随后,python虚拟机会调用metatype->tp_alloc
尝试为要创建的类对象分配内存。这里需要注意的是,在PyType_Type中,我们发现tp_alloc是一个NULL,这显然不正常。但是不要忘记,我们之前提到,在Python进行初始化时,会对所有的内建对象通过PyType_Ready进行初始化,在这个初始化过程中,有一项动作就是从基类继承各种操作。由于type.__bases__中的第一个基类是object,所以type会继承object中的tp_alloc操作,即 *PyType_GenericAlloc* 。对于我们的任意继承自object的class对象来说, *PyType_GenericAlloc* 将申请metatype->tp_basicsize + metatype->tp_itemsize
大小的内存空间。从PyType_Type的定义中我们看到,这个大小实际就是 *sizeof(PyHeapTypeObject) + sizeof(PyMemerDef)* 。因此在这里应该就明白了PyHeapTypeObject这个老铁到底是干嘛用的了,之前因为偏移量的问题,折腾了不少功夫,甚至让人觉得这有啥用啊,但是现在意识到了,这个老铁是为用户自定义class准备的。

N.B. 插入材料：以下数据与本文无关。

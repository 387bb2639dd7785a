//! One-shot decode of a whole in-memory media chunk into mono 16 kHz `f32` samples.
//!
//! The chunker hands the transcriber a complete, self-contained blob per [`Chunk`](crate::types::Chunk)
//! (a fixed-bitrate slice, a buffered time window, or a muxed DASH fragment), so decoding
//! here is one-shot rather than the streaming pull-loop the underlying demux/decode/pipeline
//! modules were originally built for.

pub mod decode;
pub mod demux;
pub mod pipeline;

use std::io::Cursor;

use anyhow::{Result, bail};

use pipeline::{AudioPipeline, TARGET_SAMPLE_RATE};

/// Decode `raw` into mono 16 kHz `f32` samples, returning the samples and the container's
/// total duration in seconds (when the format reports one).
pub fn decode_to_mono16k(raw: &[u8], hint_extension: Option<&str>) -> Result<(Vec<f32>, f64)> {
    let source = Box::new(Cursor::new(raw.to_vec()));
    let (mut format, track) =
        demux::probe_source_and_pick_default_track(source, hint_extension)?;

    let time_base = track.codec_params.time_base;
    let n_frames = track.codec_params.n_frames;
    let duration_seconds = match (time_base, n_frames) {
        (Some(tb), Some(frames)) => {
            let t = tb.calc_time(frames);
            t.seconds as f64 + t.frac
        }
        _ => 0.0,
    };

    let mut decoder = decode::make_decoder_for_track(&track)?;
    let mut pipeline = AudioPipeline::new();

    while let Some(packet) = demux::next_packet(&mut format)? {
        if packet.track_id() != track.id {
            continue;
        }

        decode::decode_packet_and_then(&mut decoder, &packet, |decoded| {
            pipeline.push_decoded(&decoded)
        })?;
    }

    let out = pipeline.finish()?;

    Ok((out, duration_seconds))
}

/// Best-effort precise duration of `raw`: decode its audio track and divide the sample
/// count by the target rate (matches summing `frame.samples / frame.sample_rate` at the
/// source rate, since resampling preserves wall-clock duration); fall back to the
/// container's reported duration when no audio track decodes.
pub fn precise_duration_seconds(raw: &[u8], hint_extension: Option<&str>) -> Result<f64> {
    match decode_to_mono16k(raw, hint_extension) {
        Ok((samples, _)) if !samples.is_empty() => {
            Ok(samples.len() as f64 / TARGET_SAMPLE_RATE as f64)
        }
        _ => probe_duration_seconds(raw, hint_extension),
    }
}

/// Probe `raw` for its container duration in seconds, without decoding audio.
pub fn probe_duration_seconds(raw: &[u8], hint_extension: Option<&str>) -> Result<f64> {
    let source = Box::new(Cursor::new(raw.to_vec()));
    let (_, track) = demux::probe_source_and_pick_default_track(source, hint_extension)?;

    let (Some(tb), Some(frames)) = (track.codec_params.time_base, track.codec_params.n_frames)
    else {
        bail!("container does not report a duration");
    };

    let t = tb.calc_time(frames);
    Ok(t.seconds as f64 + t.frac)
}

/// Whether `raw` alone already contains both an audio and a video stream.
///
/// Used by the DASH chunker to recognize a fragment sequence that arrived as one combined
/// AV file rather than separate audio/video tracks, so it doesn't wait forever for a
/// second file that will never show up.
pub fn is_complete_av(raw: &[u8], hint_extension: Option<&str>) -> bool {
    let source = Box::new(Cursor::new(raw.to_vec()));
    demux::has_audio_and_video_tracks(source, hint_extension).unwrap_or(false)
}

pub const TARGET_SAMPLE_RATE_HZ: u32 = TARGET_SAMPLE_RATE;

#[cfg(test)]
mod tests {
    use super::*;

    #[test]
    fn decode_to_mono16k_rejects_garbage_input() {
        let err = decode_to_mono16k(b"not a media file", None).unwrap_err();
        let _ = err.to_string();
    }
}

接下来就是设置class对象的各个域,其中包括了在tp_dict上设置属性表,也就是__dict__。另外注意的是,这里还计算了类对象对应的实例对象所需要的内存大小信息,换言之,我们类创建一个实例对象时,需要为这个实例对象申请多大的内存空间呢?对于任意继承object的class对象来说,这个大小为PyBaseObject_Type->tp_basicsize + 16
。其中的16是2 * sizeof(PyObject *)。为什么后面要跟着两个PyObject *的空间,因为这些空间的地址被设置给了 *tp_dictoffset* 和 *tp_weaklistoffset* 了呢?这一点将在下一篇博客中进行解析,它是和实例对象的属性字典密切相关的。
最后,Python虚拟机还会调用PyType_Ready对class定义的类对象(这里简称class对象)

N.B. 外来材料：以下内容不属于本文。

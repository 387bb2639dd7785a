//! HTTP client for the relay's wire protocol.
//!
//! Every call is best-effort: network failures are logged by the caller and swallowed here
//! as an `Outcome::Unreachable`, because the relay is eventually consistent (a later `/line`
//! conflict drives a full `/sync`) and local disk state is always the system of record.

use std::time::Duration;

use reqwest::{Client, StatusCode};
use serde::Serialize;

use crate::types::{KeyState, StatusReport, TranscriptLine};

const REQUEST_TIMEOUT: Duration = Duration::from_secs(30);

/// Outcome of a best-effort relay call.
#[derive(Debug, Clone, Copy, PartialEq, Eq)]
pub enum Outcome {
    Ok,
    Conflict,
    /// Any other non-2xx status.
    Rejected(u16),
    Unreachable,
}

impl Outcome {
    fn from_status(status: StatusCode) -> Self {
        if status.is_success() {
            Outcome::Ok
        } else if status == StatusCode::CONFLICT {
            Outcome::Conflict
        } else {
            Outcome::Rejected(status.as_u16())
        }
    }
}

#[derive(Clone)]
pub struct RelayClient {
    http: Client,
    base_url: String,
    api_key: String,
}

impl RelayClient {
    pub fn new(base_url: impl Into<String>, api_key: impl Into<String>) -> Self {
        let http = Client::builder()
            .timeout(REQUEST_TIMEOUT)
            .build()
            .expect("reqwest client with sane defaults always builds");

        Self {
            http,
            base_url: base_url.into(),
            api_key: api_key.into(),
        }
    }

    fn key_url(&self, key: &str, path: &str) -> String {
        format!("{}/{}/{}", self.base_url.trim_end_matches('/'), key, path)
    }

    pub async fn activate(
        &self,
        key: &str,
        stream_id: &str,
        title: &str,
        start_time: &str,
        media_type: &str,
    ) -> Outcome {
        let url = self.key_url(key, "activate");
        let req = self
            .http
            .post(url)
            .header("X-API-Key", &self.api_key)
            .query(&[
                ("id", stream_id),
                ("title", title),
                ("startTime", start_time),
                ("mediaType", media_type),
            ]);

        match req.send().await {
            Ok(resp) => Outcome::from_status(resp.status()),
            Err(_) => Outcome::Unreachable,
        }
    }

    pub async fn deactivate(&self, key: &str, stream_id: &str) -> Outcome {
        if stream_id.is_empty() {
            return Outcome::Ok;
        }

        let url = self.key_url(key, "deactivate");
        let req = self
            .http
            .post(url)
            .header("X-API-Key", &self.api_key)
            .query(&[("id", stream_id)]);

        match req.send().await {
            Ok(resp) => Outcome::from_status(resp.status()),
            Err(_) => Outcome::Unreachable,
        }
    }

    pub async fn post_line(&self, key: &str, line: &TranscriptLine) -> Outcome {
        self.post_json(&self.key_url(key, "line"), line).await
    }

    pub async fn sync(&self, key: &str, state: &KeyState) -> Outcome {
        self.post_json(&self.key_url(key, "sync"), state).await
    }

    pub async fn upload_media(&self, key: &str, line_id: i64, bytes: Vec<u8>) -> Outcome {
        let url = self.key_url(key, &format!("media/{line_id}"));
        let part = reqwest::multipart::Part::bytes(bytes).file_name("media.bin");
        let form = reqwest::multipart::Form::new().part("file", part);

        let req = self
            .http
            .post(url)
            .header("X-API-Key", &self.api_key)
            .multipart(form);

        match req.send().await {
            Ok(resp) => Outcome::from_status(resp.status()),
            Err(_) => Outcome::Unreachable,
        }
    }

    pub async fn status(&self, report: &StatusReport) -> Outcome {
        let url = format!("{}/status", self.base_url.trim_end_matches('/'));
        self.post_json(&url, report).await
    }

    async fn post_json<T: Serialize + ?Sized>(&self, url: &str, body: &T) -> Outcome {
        let req = self
            .http
            .post(url)
            .header("X-API-Key", &self.api_key)
            .json(body);

        match req.send().await {
            Ok(resp) => Outcome::from_status(resp.status()),
            Err(_) => Outcome::Unreachable,
        }
    }
}

#[cfg(test)]
mod tests {
    use super::*;
    use crate::types::TranscriptSegment;
    use wiremock::matchers::{header, method, path};
    use wiremock::{Mock, MockServer, ResponseTemplate};

    fn sample_line() -> TranscriptLine {
        TranscriptLine {
            id: 3,
            timestamp: 10,
            media_available: false,
            segments: vec![TranscriptSegment {
                timestamp: 10,
                text: "hello".into(),
            }],
        }
    }

    #[tokio::test]
    async fn activate_sends_api_key_and_query_params() {
        let server = MockServer::start().await;
        Mock::given(method("POST"))
            .and(path("/key1/activate"))
            .and(header("X-API-Key", "secret"))
            .respond_with(ResponseTemplate::new(200))
            .expect(1)
            .mount(&server)
            .await;

        let client = RelayClient::new(server.uri(), "secret");
        let outcome = client.activate("key1", "X", "Title", "0", "audio").await;
        assert_eq!(outcome, Outcome::Ok);
    }

    #[tokio::test]
    async fn post_line_reports_conflict() {
        let server = MockServer::start().await;
        Mock::given(method("POST"))
            .and(path("/key1/line"))
            .respond_with(ResponseTemplate::new(409))
            .mount(&server)
            .await;

        let client = RelayClient::new(server.uri(), "secret");
        let outcome = client.post_line("key1", &sample_line()).await;
        assert_eq!(outcome, Outcome::Conflict);
    }

    #[tokio::test]
    async fn deactivate_skips_network_call_for_empty_id() {
        let server = MockServer::start().await;
        // No mock registered; a real call would fail wiremock's strict routing if hit.
        let client = RelayClient::new(server.uri(), "secret");
        let outcome = client.deactivate("key1", "").await;
        assert_eq!(outcome, Outcome::Ok);
    }

    #[tokio::test]
    async fn upload_media_posts_multipart() {
        let server = MockServer::start().await;
        Mock::given(method("POST"))
            .and(path("/key1/media/42"))
            .respond_with(ResponseTemplate::new(200))
            .mount(&server)
            .await;

        let client = RelayClient::new(server.uri(), "secret");
        let outcome = client.upload_media("key1", 42, vec![1, 2, 3]).await;
        assert_eq!(outcome, Outcome::Ok);
    }

    #[tokio::test]
    async fn unreachable_host_is_reported_as_unreachable() {
        let client = RelayClient::new("http://127.0.0.1:1", "secret");
        let outcome = client.deactivate("key1", "X").await;
        assert_eq!(outcome, Outcome::Unreachable);
    }
}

进行和内建对象一样的初始化动作,到此class对象才算正式创建完毕。那么内建对象和class对象在内存布局上面有什么区别呢?毕竟都是类对象。
本质上,无论用户自定义的class对象还是内建对象,在Python虚拟机内部,都可以用一个PyTypeObject来表示。但不同的是,内建对象的PyTypeObject以及与其关联的PyNumberMethods等属性的内存位置都是在编译时确定的,它们在内存中的位置是分离的。而用户自定义的class对象的PyTypeObject和PyNumberMethods等内存位置是连续的,必须在运行时动态分配内存。
现在我们算是对python中可调用(callable)这个概念有一个感性认识了,在python中可调用这个概念是一个相当通用的概念,不拘泥于对象、大小,只要类型对象定义了tp_call操作,就能进行调用操作。我们已经看到,python中的对象class对象是调用metaclass创建。那么显然,调用class对象就能得到实例对象。
小结 这一次我们介绍了自定义的类在底层是如何实现的,但是关于类的知识点还有很多,比如:魔法方法、描述符等等,我们可能还需要两到三篇来进行介绍。